=== RAW DATA ===

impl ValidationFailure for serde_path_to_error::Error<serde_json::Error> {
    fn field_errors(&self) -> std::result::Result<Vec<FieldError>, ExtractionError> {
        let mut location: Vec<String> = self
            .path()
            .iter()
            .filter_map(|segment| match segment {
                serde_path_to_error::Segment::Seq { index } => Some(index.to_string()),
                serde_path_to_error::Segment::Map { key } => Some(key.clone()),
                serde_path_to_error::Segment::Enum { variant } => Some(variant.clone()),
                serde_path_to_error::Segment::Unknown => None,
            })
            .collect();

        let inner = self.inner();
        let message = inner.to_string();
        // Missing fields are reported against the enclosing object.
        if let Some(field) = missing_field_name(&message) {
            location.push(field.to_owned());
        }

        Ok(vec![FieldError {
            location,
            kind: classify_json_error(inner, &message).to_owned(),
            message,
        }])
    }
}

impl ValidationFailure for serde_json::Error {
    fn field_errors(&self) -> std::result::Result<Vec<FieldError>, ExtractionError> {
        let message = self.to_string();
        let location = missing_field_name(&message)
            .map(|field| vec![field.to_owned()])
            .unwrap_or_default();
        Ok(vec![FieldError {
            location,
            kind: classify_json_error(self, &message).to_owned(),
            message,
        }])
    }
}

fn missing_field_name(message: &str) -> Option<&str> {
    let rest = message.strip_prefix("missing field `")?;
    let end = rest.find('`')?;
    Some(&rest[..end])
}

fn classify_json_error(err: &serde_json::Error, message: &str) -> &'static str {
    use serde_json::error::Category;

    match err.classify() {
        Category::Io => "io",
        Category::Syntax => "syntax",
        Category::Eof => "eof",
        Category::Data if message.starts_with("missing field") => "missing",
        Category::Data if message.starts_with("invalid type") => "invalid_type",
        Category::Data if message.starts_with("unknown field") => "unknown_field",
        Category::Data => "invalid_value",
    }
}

===

▶ [DIRECTIONS]
Please report all lines in the entries where "rest" appears.

▶ [TASK OUTPUT]
    let rest = message.strip_prefix("missing field `")?;
    let end = rest.find('`')?;
    Some(&rest[..end])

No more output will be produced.